◆ EXERCISE
For the word "display", state how many lines of the data include it. Respond with the number only.
-- PROVIDED RECORDS follows --
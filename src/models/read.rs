use serde::Serialize;

use crate::codec::{Record, RowObject};

pub const BANK_ID: &str = "bank_id";
pub const NAME: &str = "name";
pub const IS_BODEGA: &str = "is_bodega";
pub const SUPPORTS_BIZUM: &str = "supports_bizum";
pub const ACTIVE: &str = "active";

/// A row of the Banks table.
///
/// Flags read from the grid count as set only when the cell holds a real
/// boolean `true`; text such as `"TRUE"` reads as `false`.
#[derive(Debug, Clone, PartialEq, Serialize)]
pub struct Bank {
    pub bank_id: String,
    pub name: String,
    pub is_bodega: bool,
    pub supports_bizum: bool,
    pub active: bool,
}

impl Bank {
    pub fn from_record(record: &Record) -> Self {
        Self {
            bank_id: record.display(BANK_ID),
            name: record.display(NAME),
            is_bodega: record.is_true(IS_BODEGA),
            supports_bizum: record.is_true(SUPPORTS_BIZUM),
            active: record.is_true(ACTIVE),
        }
    }

    pub fn to_object(&self) -> RowObject {
        RowObject::new()
            .with(BANK_ID, self.bank_id.as_str())
            .with(NAME, self.name.as_str())
            .with(IS_BODEGA, self.is_bodega)
            .with(SUPPORTS_BIZUM, self.supports_bizum)
            .with(ACTIVE, self.active)
    }
}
-- PROVIDED RECORDS concluded --
◆ SOLUTION FOR THIS PROBLEM
2